Hi,
Thanks again for your work on this!
One question I have is about potential bandwidth waste in the case of nodes running with different policy rules. Here's my understanding of a scenario I think could happen:
1) Transaction A is both low-fee and non-standard to some nodes on the network.
2) Whenever a transaction T that spends A is relayed, new nodes will send INV(PKGINFO1, T) to all package-relay peers.
3) Nodes on the network that have implemented package relay, but do not accept A, will send getdata(PKGINFO1, T) and learn all of T's unconfirmed parents (~32 bytes * number of parents(T)).
4) Such nodes will reject T. But because of transaction malleability, and to avoid being blinded to a transaction unnecessarily, these nodes will likely still send getdata(PKGINFO1, T) to every node that announces T, in case someone has a transaction that includes an alternate set of parent transactions that would pass policy checks.

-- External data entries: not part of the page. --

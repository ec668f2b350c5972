//! Append-only recorders for leads and feedback.
//!
//! The in-memory list is authoritative for the running process. When a
//! snapshot path is configured, every append rewrites that file with the
//! full list; write failures are logged and never reach the caller.

use crate::error::PersistenceError;
use crate::record::Record;
use async_trait::async_trait;
use serde::Serialize;
use std::path::{Path, PathBuf};
use tokio::sync::Mutex;
use tracing::{debug, warn};

/// Trait for record storage shared by every session.
#[async_trait]
pub trait Recorder<R: Record>: Send + Sync {
    /// Appends a record and returns its 1-based position.
    async fn append(&self, record: R) -> usize;

    /// Returns every record in append order.
    async fn list(&self) -> Vec<R>;

    /// Returns the number of records.
    async fn len(&self) -> usize {
        self.list().await.len()
    }
}

/// Recorder backed by an in-memory list and an optional JSON snapshot file.
#[derive(Debug)]
pub struct JsonFileRecorder<R> {
    records: Mutex<Vec<R>>,
    snapshot: Option<PathBuf>,
}

impl<R: Record> JsonFileRecorder<R> {
    /// Creates a recorder that never touches the filesystem.
    #[must_use]
    pub fn in_memory() -> Self {
        Self {
            records: Mutex::new(Vec::new()),
            snapshot: None,
        }
    }

    /// Creates an empty recorder that snapshots to `path`.
    #[must_use]
    pub fn with_snapshot(path: impl Into<PathBuf>) -> Self {
        Self {
            records: Mutex::new(Vec::new()),
            snapshot: Some(path.into()),
        }
    }

    /// Creates a recorder that snapshots to `path`, restoring any records a
    /// previous process left there.
    ///
    /// A malformed snapshot is renamed to `<path>.corrupt` and the recorder
    /// starts empty. If it cannot be moved aside, the recorder keeps records
    /// in memory only rather than overwrite it.
    pub async fn open(path: impl Into<PathBuf>) -> Self {
        let path = path.into();
        let bytes = match tokio::fs::read(&path).await {
            Ok(bytes) => bytes,
            Err(e) if e.kind() == std::io::ErrorKind::NotFound => return Self::with_snapshot(path),
            Err(e) => {
                warn!(kind = R::KIND, error = %e, path = %path.display(), "ignoring unreadable snapshot");
                return Self::with_snapshot(path);
            }
        };

        match serde_json::from_slice::<Vec<R>>(&bytes) {
            Ok(records) => {
                debug!(kind = R::KIND, count = records.len(), path = %path.display(), "restored snapshot");
                Self {
                    records: Mutex::new(records),
                    snapshot: Some(path),
                }
            }
            Err(e) => {
                let aside = corrupt_path(&path);
                match tokio::fs::rename(&path, &aside).await {
                    Ok(()) => {
                        warn!(
                            kind = R::KIND,
                            error = %e,
                            path = %path.display(),
                            moved_to = %aside.display(),
                            "malformed snapshot moved aside"
                        );
                        Self::with_snapshot(path)
                    }
                    Err(rename) => {
                        warn!(
                            kind = R::KIND,
                            error = %e,
                            rename_error = %rename,
                            path = %path.display(),
                            "malformed snapshot kept, recording in memory only"
                        );
                        Self::in_memory()
                    }
                }
            }
        }
    }

    /// Returns the snapshot file, if any.
    #[must_use]
    pub fn snapshot_path(&self) -> Option<&Path> {
        self.snapshot.as_deref()
    }
}

#[async_trait]
impl<R: Record> Recorder<R> for JsonFileRecorder<R> {
    async fn append(&self, record: R) -> usize {
        // The lock is held across the snapshot write so concurrent appends
        // never interleave file contents.
        let mut records = self.records.lock().await;
        record.log_appended(records.len() + 1);
        records.push(record);
        let position = records.len();

        if let Some(path) = &self.snapshot {
            if let Err(e) = write_snapshot(path, &records).await {
                warn!(kind = R::KIND, error = %e, "snapshot write failed, keeping in-memory record");
            }
        }

        position
    }

    async fn list(&self) -> Vec<R> {
        self.records.lock().await.clone()
    }
}

fn corrupt_path(path: &Path) -> PathBuf {
    let mut name = path.as_os_str().to_owned();
    name.push(".corrupt");
    PathBuf::from(name)
}

async fn write_snapshot<R: Serialize>(path: &Path, records: &[R]) -> Result<(), PersistenceError> {
    let bytes = serde_json::to_vec_pretty(records).map_err(|e| PersistenceError::Serialize {
        reason: e.to_string(),
    })?;

    let staging = path.with_extension("json.tmp");
    tokio::fs::write(&staging, bytes)
        .await
        .map_err(|e| PersistenceError::Write {
            path: staging.clone(),
            reason: e.to_string(),
        })?;
    tokio::fs::rename(&staging, path)
        .await
        .map_err(|e| PersistenceError::Write {
            path: path.to_path_buf(),
            reason: e.to_string(),
        })
}
//! Core domain types and utilities for the frontdesk agent.
//!
//! This crate provides the identifiers and error handling shared by the
//! provider, conversation and server crates.

pub mod error;
pub mod id;

pub use error::Result;
pub use id::{MessageId, ParseIdError, SessionId};
//! Conversation service for the frontdesk agent.
//!
//! This crate provides:
//!
//! - **Tool Registry**: the actions the model may call, and the two
//!   built-in front-desk tools
//! - **Recorders**: append-only lead and feedback logs with JSON snapshots
//! - **Conversation Engine**: per-session history and the tool-calling turn
//! - **Session Manager**: active session lifecycle

pub mod context;
pub mod engine;
pub mod error;
pub mod message;
pub mod prompt;
pub mod record;
pub mod recorder;
pub mod session;
pub mod tool;
pub mod tools;

#[cfg(test)]
mod testing;

pub use context::BusinessContext;
pub use engine::ConversationEngine;
pub use error::{ContextError, ConversationError, PersistenceError, SessionError, ToolError};
pub use message::{Message, MessageRole, ToolCall};
pub use prompt::AgentPersona;
pub use record::{FeedbackRecord, LeadRecord, Record};
pub use recorder::{JsonFileRecorder, Recorder};
pub use session::{
    BackendFactory, OpenAiBackendFactory, ProviderCredentials, SessionLimits, SessionManager,
};
pub use tool::{ParameterProperty, ParametersSchema, Tool, ToolDefinition, ToolRegistry};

Is that understanding correct? I think a good design goal would be to not waste bandwidth in non-adversarial situations. In this case, there would be bandwidth waste from downloading duplicate data from all your peers, just because the announcement doesn't commit to the set of parent wtxids that we'd get from the peer (and so we are unable to determine that all our peers would be telling us the same thing, just based on the announcement).
Some ways to mitigate this might be to: (a) include a hash (maybe even just a 20-byte hash -- is that enough security?) of the package wtxids (in some canonical ordering) along with the wtxid of the child in the initial announcement; (b) limit the use of v1 packages to transactions with very few parents (I don't know if this is reasonable for the use cases we have in mind).

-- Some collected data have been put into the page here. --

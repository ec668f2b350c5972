//! Centralized server configuration.
//!
//! This module provides strongly-typed configuration for the server,
//! loaded via the `config` crate from environment variables
//! (`PROVIDER__API_KEY`, `STORAGE__LEADS_PATH`, ...).

use frontdesk_ai::{LlmBackendConfig, LlmProvider};
use frontdesk_conversation::context::DEFAULT_FALLBACK;
use frontdesk_conversation::{AgentPersona, SessionLimits};
use serde::Deserialize;
use std::fmt;
use std::path::PathBuf;
use std::time::Duration;

/// Server configuration composed from library configs.
#[derive(Debug, Clone, Deserialize)]
pub struct ServerConfig {
    /// Address the HTTP listener binds to.
    #[serde(default = "default_bind_addr")]
    pub bind_addr: String,

    /// Language-model provider configuration.
    #[serde(default)]
    pub provider: ProviderConfig,

    /// Business knowledge documents.
    #[serde(default)]
    pub knowledge: KnowledgeConfig,

    /// Lead and feedback snapshot files.
    #[serde(default)]
    pub storage: StorageConfig,

    /// Persona the agent presents.
    #[serde(default)]
    pub agent: AgentConfig,

    /// Session configuration.
    #[serde(default)]
    pub session: SessionConfig,
}

fn default_bind_addr() -> String {
    "127.0.0.1:3000".to_string()
}

/// Provider configuration.
#[derive(Clone, Deserialize)]
pub struct ProviderConfig {
    /// Base URL of the OpenAI-compatible API.
    #[serde(default = "default_base_url")]
    pub base_url: String,

    /// Model identifier.
    #[serde(default = "default_model")]
    pub model: String,

    /// Key used when a session is initialized without one.
    #[serde(default)]
    pub api_key: Option<String>,

    /// Bound on each provider round-trip.
    #[serde(default = "default_timeout_seconds")]
    pub timeout_seconds: u64,
}

fn default_base_url() -> String {
    LlmBackendConfig::OPENAI_BASE_URL.to_string()
}

fn default_model() -> String {
    LlmBackendConfig::DEFAULT_MODEL.to_string()
}

fn default_timeout_seconds() -> u64 {
    LlmBackendConfig::DEFAULT_TIMEOUT_SECS
}

impl Default for ProviderConfig {
    fn default() -> Self {
        Self {
            base_url: default_base_url(),
            model: default_model(),
            api_key: None,
            timeout_seconds: default_timeout_seconds(),
        }
    }
}

impl fmt::Debug for ProviderConfig {
    fn fmt(&self, f: &mut fmt::Formatter<'_>) -> fmt::Result {
        f.debug_struct("ProviderConfig")
            .field("base_url", &self.base_url)
            .field("model", &self.model)
            .field("api_key", &self.api_key.as_ref().map(|_| "<redacted>"))
            .field("timeout_seconds", &self.timeout_seconds)
            .finish()
    }
}

impl ProviderConfig {
    /// Converts to the backend configuration.
    #[must_use]
    pub fn backend_config(&self) -> LlmBackendConfig {
        let provider = if self.base_url.trim_end_matches('/') == LlmBackendConfig::OPENAI_BASE_URL {
            LlmProvider::OpenAi
        } else {
            LlmProvider::OpenAiCompatible
        };

        LlmBackendConfig {
            provider,
            base_url: self.base_url.clone(),
            model: self.model.clone(),
            api_key: self.api_key.clone(),
            timeout_secs: self.timeout_seconds,
        }
    }
}

/// Knowledge document configuration.
#[derive(Debug, Clone, Deserialize)]
pub struct KnowledgeConfig {
    /// Plain-text business summary.
    #[serde(default = "default_summary_path")]
    pub summary_path: PathBuf,

    /// Additional plain-text documents, appended in order.
    #[serde(default)]
    pub documents: Vec<PathBuf>,

    /// Summary used when the summary file is missing.
    #[serde(default = "default_fallback")]
    pub fallback: String,
}

fn default_summary_path() -> PathBuf {
    PathBuf::from("me/business_summary.txt")
}

fn default_fallback() -> String {
    DEFAULT_FALLBACK.to_string()
}

impl Default for KnowledgeConfig {
    fn default() -> Self {
        Self {
            summary_path: default_summary_path(),
            documents: Vec::new(),
            fallback: default_fallback(),
        }
    }
}

/// Snapshot file configuration.
#[derive(Debug, Clone, Deserialize)]
pub struct StorageConfig {
    #[serde(default = "default_leads_path")]
    pub leads_path: PathBuf,

    #[serde(default = "default_feedback_path")]
    pub feedback_path: PathBuf,
}

fn default_leads_path() -> PathBuf {
    PathBuf::from("leads_log.json")
}

fn default_feedback_path() -> PathBuf {
    PathBuf::from("feedback_log.json")
}

impl Default for StorageConfig {
    fn default() -> Self {
        Self {
            leads_path: default_leads_path(),
            feedback_path: default_feedback_path(),
        }
    }
}

/// Persona configuration.
#[derive(Debug, Clone, Deserialize)]
pub struct AgentConfig {
    /// The representative's name.
    #[serde(default = "default_persona")]
    pub persona: String,

    /// The business being represented.
    #[serde(default = "default_business_name")]
    pub business_name: String,
}

fn default_persona() -> String {
    AgentPersona::default().agent_name
}

fn default_business_name() -> String {
    AgentPersona::default().business_name
}

impl Default for AgentConfig {
    fn default() -> Self {
        Self {
            persona: default_persona(),
            business_name: default_business_name(),
        }
    }
}

impl AgentConfig {
    /// Returns the configured persona.
    #[must_use]
    pub fn persona(&self) -> AgentPersona {
        AgentPersona::new(&self.persona, &self.business_name)
    }
}

/// Session-related configuration.
#[derive(Debug, Clone, Deserialize)]
pub struct SessionConfig {
    /// Most sessions held at once.
    #[serde(default = "default_max_sessions")]
    pub max_sessions: usize,

    /// Sessions idle for longer than this are evicted, in seconds.
    #[serde(default = "default_idle_timeout_seconds")]
    pub idle_timeout_seconds: u64,

    /// Interval between session cleanup runs, in seconds.
    #[serde(default = "default_cleanup_interval_seconds")]
    pub cleanup_interval_seconds: u64,
}

fn default_max_sessions() -> usize {
    SessionLimits::DEFAULT_MAX_SESSIONS
}

fn default_idle_timeout_seconds() -> u64 {
    SessionLimits::DEFAULT_IDLE_TIMEOUT.as_secs()
}

fn default_cleanup_interval_seconds() -> u64 {
    300
}

impl Default for SessionConfig {
    fn default() -> Self {
        Self {
            max_sessions: default_max_sessions(),
            idle_timeout_seconds: default_idle_timeout_seconds(),
            cleanup_interval_seconds: default_cleanup_interval_seconds(),
        }
    }
}

impl SessionConfig {
    /// Converts to the session manager's limits.
    #[must_use]
    pub fn limits(&self) -> SessionLimits {
        SessionLimits {
            max_sessions: self.max_sessions,
            idle_timeout: Duration::from_secs(self.idle_timeout_seconds),
        }
    }

    /// Interval between cleanup runs, never zero.
    #[must_use]
    pub fn cleanup_interval(&self) -> Duration {
        Duration::from_secs(self.cleanup_interval_seconds.max(1))
    }
}

impl ServerConfig {
    /// Loads configuration from environment variables.
    ///
    /// `KNOWLEDGE__DOCUMENTS` is a comma-separated list of paths.
    ///
    /// # Errors
    ///
    /// Returns an error if configuration is present but invalid.
    pub fn from_env() -> Result<Self, config::ConfigError> {
        config::Config::builder()
            .add_source(
                config::Environment::default()
                    .separator("__")
                    .list_separator(",")
                    .with_list_parse_key("knowledge.documents")
                    .try_parsing(true),
            )
            .build()?
            .try_deserialize()
    }
}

Another point I wanted to bring up is about the rules around v1 package validation generally, and the use of a blockhash in transaction relay specifically. My first observation is that it won't always be the case that a v1 package relay node will be able to validate that a set of package transactions is fully sorted topologically, because there may be (non-parent) ancestors that are missing from the package and the best a peer can validate is topology within the package -- this means that a peer can validly (under this BIP) relay transaction packages out of the true topological sort (if all ancestors were included).
This makes me wonder how useful this topological rule is. I suppose there is some value in preventing completely broken implementations from staying connected and so there is no harm in having the rule, but perhaps it would be helpful to add that nodes SHOULD order transactions based on topological sort in the complete transaction graph, so that if missing-from-package ancestors are already known by a peer (which is the expected case when using v1 package relay on transactions that have more than one generation of unconfirmed ancestor) then the remaining transactions are already properly ordered, and this is helpful even if unenforceable in general.
The other observation I wanted to make was that having transaction relay gated on whether two nodes agree on chain tip seems like an overly restrictive criteria. I think an important design principle is that we want to minimize disruption from network splits -- if there are competing blocks found in a small window of time, it's likely that the utxo set is not materially different on the two chains (assuming miners are selecting from roughly the same sets of transactions when this happens, which is typical). Having transaction relay bifurcate on the two network halves would seem to exacerbate the difference between the two sides of the split -- users ought to be agnostic about how benign splits are resolved and would likely want their transactions to relay across the whole network.
Additionally, use of a chain tip might impose a larger burden than is necessary on software that would seek to participate in transaction relay without implementing headers sync/validation. I don't know what software exists on the network, but I imagine there are a lot of scripts out there for transaction submission to the public p2p network, and in thinking about modifying such a script to utilize package relay it seems like an unnecessary added burden to first learn a node's tip before trying to relay a transaction.
Could you explain again what the benefit of including the blockhash is? It seems like it is just so that a node could prioritize transaction relay from peers with the same chain tip to maximize the likelihood of transaction acceptance, but in the common case this seems like a pretty negligible concern, and in the case of a chain fork that persists for many minutes it seems better to me that we not partition the network into package-relay regimes and just risk a little extra bandwidth in one direction or the other. If we solve the problem I brought up at the beginning (of de-duplicating package data across peers with a package-wtxid-commitment in the announcement), I think this is just some wasted pkginfo bandwidth on a single-link, and not across links (as we could cache validation failure for a package-hash to avoid re-requesting duplicate pkginfo1 messages).